- Directions -
What the task requires is each entry, restated exactly.

Saved data entries
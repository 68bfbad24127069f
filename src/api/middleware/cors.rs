//! Cross-origin request policy.

use axum::http::HeaderValue;
use tower_http::cors::{AllowOrigin, Any, CorsLayer};

/// Builds the CORS layer from the configured origin list.
///
/// An empty list or a `*` entry allows any origin, method and header, which
/// is what browser front-ends of this service expect during development.
/// Otherwise only the listed origins are allowed; entries that are not valid
/// header values are skipped with a warning.
pub fn layer(allowed_origins: &[String]) -> CorsLayer {
    let base = CorsLayer::new().allow_methods(Any).allow_headers(Any);

    if allowed_origins.is_empty() || allowed_origins.iter().any(|o| o == "*") {
        return base.allow_origin(Any);
    }

    let origins: Vec<HeaderValue> = allowed_origins
        .iter()
        .filter_map(|origin| match HeaderValue::from_str(origin) {
            Ok(value) => Some(value),
            Err(_) => {
                tracing::warn!(%origin, "Ignoring invalid CORS origin");
                None
            }
        })
        .collect();

    base.allow_origin(AllowOrigin::list(origins))
}

#[cfg(test)]
mod tests {
    use super::*;
    use axum::{Router, body::Body, http::Request, routing::get};
    use tower::ServiceExt;

    async fn preflight(allowed: &[String], origin: &str) -> Option<String> {
        let app = Router::new()
            .route("/", get(|| async { "ok" }))
            .layer(layer(allowed));

        let response = app
            .oneshot(
                Request::builder()
                    .uri("/")
                    .header("origin", origin)
                    .body(Body::empty())
                    .unwrap(),
            )
            .await
            .unwrap();

        response
            .headers()
            .get("access-control-allow-origin")
            .map(|v| v.to_str().unwrap().to_string())
    }

    #[tokio::test]
    async fn test_wildcard_allows_any_origin() {
        let allowed = vec!["*".to_string()];
        assert_eq!(
            preflight(&allowed, "https://app.example.com").await.as_deref(),
            Some("*")
        );
    }

    #[tokio::test]
    async fn test_listed_origin_is_echoed() {
        let allowed = vec!["https://app.example.com".to_string()];
        assert_eq!(
            preflight(&allowed, "https://app.example.com").await.as_deref(),
            Some("https://app.example.com")
        );
        assert_eq!(preflight(&allowed, "https://evil.example.com").await, None);
    }
}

- Answer space -
repository 68bfbad24127069f
filename src/api/middleware/cors.rs
//! Cross-origin request policy.

use axum::http::HeaderValue;
use tower_http::cors::{AllowOrigin, Any, CorsLayer};

/// Builds the CORS layer from the configured origin list.
///
/// An empty list or a `*` entry allows any origin, method and header, which
/// is what browser front-ends of this service expect during development.
/// Otherwise only the listed origins are allowed; entries that are not valid
/// header values are skipped with a warning.
pub fn layer(allowed_origins: &[String]) -> CorsLayer {
    let base = CorsLayer::new().allow_methods(Any).allow_headers(Any);

    if allowed_origins.is_empty() || allowed_origins.iter().any(|o| o == "*") {
        return base.allow_origin(Any);
    }

    let origins: Vec<HeaderValue> = allowed_origins
        .iter()
        .filter_map(|origin| match HeaderValue::from_str(origin) {
            Ok(value) => Some(value),
            Err(_) => {
                tracing::warn!(%origin, "Ignoring invalid CORS origin");
                None
            }
        })
        .collect();

    base.allow_origin(AllowOrigin::list(origins))
}

#[cfg(test)]
mod tests {
    use super::*;
    use axum::{Router, body::Body, http::Request, routing::get};
    use tower::ServiceExt;

    async fn preflight(allowed: &[String], origin: &str) -> Option<String> {
        let app = Router::new()
            .route("/", get(|| async { "ok" }))
            .layer(layer(allowed));

        let response = app
            .oneshot(
                Request::builder()
                    .uri("/")
                    .header("origin", origin)
                    .body(Body::empty())
                    .unwrap(),
            )
            .await
            .unwrap();

        response
            .headers()
            .get("access-control-allow-origin")
            .map(|v| v.to_str().unwrap().to_string())
    }

    #[tokio::test]
    async fn test_wildcard_allows_any_origin() {
        let allowed = vec!["*".to_string()];
        assert_eq!(
            preflight(&allowed, "https://app.example.com").await.as_deref(),
            Some("*")
        );
    }

    #[tokio::test]
    async fn test_listed_origin_is_echoed() {
        let allowed = vec!["https://app.example.com".to_string()];
        assert_eq!(
            preflight(&allowed, "https://app.example.com").await.as_deref(),
            Some("https://app.example.com")
        );
        assert_eq!(preflight(&allowed, "https://evil.example.com").await, None);
    }
}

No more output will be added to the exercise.